Contrast that to the experience of a Tesla owners this year. Tesla owners, with a click of an “update” button, gained access to many new features including an “Auto Pilot!” mode. And with every upgrade, their cars get a little faster, safer and even taller. Same hardware, better car.
This is what I am excited for healthcare in 2017 and beyond. Same physical infrastructure, better care.
From Hospital 1.0 to Hospital 3.0
“Most people overestimate what they can do in one year and underestimate what they can do in ten years.” – Bill Gates
Hospital 1.0 is my working definition of the hospital before the EMR. It depended on paper records and people dedicated to pouring over paper records to find any possible nuggets of useful insights that might improve operations or patient and staff experiences.
That changed in 2009 when the U.S. government passed the Health Information Technology for Economic and Clinical Health Act (HITECH), allocating ~$35 billion to incentivize hospitals and healthcare providers to adopt electronic health records. And with a stroke of a pen from the President, words like EPIC, Cerner and “meaningful use” were never the same. As EMR adoption exponentially increased, we entered this new generation of hospitals: Hospital 2.0.

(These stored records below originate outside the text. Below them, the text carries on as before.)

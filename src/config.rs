use std::net::{IpAddr, Ipv4Addr, SocketAddr};
use std::path::PathBuf;

use clap::Parser;

use crate::aggregate::TOP_EMITTER_LIMIT;

pub const DEFAULT_DATA_PATH: &str = "co2_gdp_merged.csv";
pub const DEFAULT_PORT: u16 = 8080;

#[derive(Debug, Clone, Parser)]
#[command(author, version, about = "Serve the global CO₂ emissions and GDP dashboard")]
pub struct Config {
    /// Merged CO₂/GDP CSV file
    #[arg(short, long, env = "CO2_DATA_PATH", default_value = DEFAULT_DATA_PATH)]
    pub data: PathBuf,

    /// Address to listen on
    #[arg(long, env = "DASHBOARD_HOST", default_value_t = IpAddr::V4(Ipv4Addr::UNSPECIFIED))]
    pub host: IpAddr,

    #[arg(short, long, env = "DASHBOARD_PORT", default_value_t = DEFAULT_PORT)]
    pub port: u16,

    /// Number of countries in the top emitters chart
    #[arg(
        long,
        env = "DASHBOARD_TOP",
        default_value_t = TOP_EMITTER_LIMIT,
        value_parser = clap::builder::RangedU64ValueParser::<usize>::new().range(1..)
    )]
    pub top: usize,
}

impl Config {
    pub fn socket_addr(&self) -> SocketAddr {
        SocketAddr::new(self.host, self.port)
    }
}

#[cfg(test)]
mod tests {
    use super::*;

    const ENV_VARS: [&str; 4] = ["CO2_DATA_PATH", "DASHBOARD_HOST", "DASHBOARD_PORT", "DASHBOARD_TOP"];

    #[test]
    fn defaults_listen_on_all_interfaces() {
        // Defaults only apply when the environment leaves them alone
        for var in ENV_VARS {
            std::env::remove_var(var);
        }
        let config = Config::try_parse_from(["co2_dashboard"]).unwrap();

        assert_eq!(config.data, PathBuf::from(DEFAULT_DATA_PATH));
        assert_eq!(config.socket_addr().to_string(), "0.0.0.0:8080");
        assert_eq!(config.top, 10);
    }

    #[test]
    fn flags_override_defaults() {
        let config = Config::try_parse_from([
            "co2_dashboard",
            "--data",
            "data/merged.csv",
            "--host",
            "127.0.0.1",
            "--port",
            "9000",
            "--top",
            "5",
        ])
        .unwrap();

        assert_eq!(config.data, PathBuf::from("data/merged.csv"));
        assert_eq!(config.socket_addr().to_string(), "127.0.0.1:9000");
        assert_eq!(config.top, 5);
    }

    #[test]
    fn zero_top_is_rejected() {
        assert!(Config::try_parse_from(["co2_dashboard", "--top", "0"]).is_err());
    }
}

Although Hospital 2.0 migrated away from paper, for the large part both people and process didn’t experience meaningful change. We just migrated from the analog world to a digital one. For many providers who spend many hours of their day depositing data into the EMR and for the patients who spend hours staring at the wall while their doctor stares at a computer, their experience actually got worse. Again, not too different from our cars. We did have a wave of software run the car but buying that meant a constantly out of date navigation system and interface.
Welcome Hospital 3.0.
What does Hospital 3.0 look like? Technology has advanced to start using the millions of data points in the hospital to help the staff and patients. Through machine learning and artificial intelligence hospitals team members can now receive actionable insights from all of that data in the moment that matters most.
For example, earlier this year, the Chief Nursing Officer of El Camino Hospital, a 400 bed community hospital talked about how they had a major and urgent area of focus: preventing falls. Traditional falls prevention methodology was reactive in nature and most fall assessments lacked patient context in real time. Providers like El Camino use a combination of increasing bedside alerts and staffing to reduce falls, often an approach that yields minimal success. In a week we were able to push a new “decision recipe” that used machine learning to evaluate data inputs from multiple sources (for example, call button and bed movement data) in real time. Then it could nudge nurses with data about which patients were at risk for an imminent fall. The result: within 6 months of the inception of the fall prevention program, El Camino Hospital experienced a 39% reduction in falls within a six month period.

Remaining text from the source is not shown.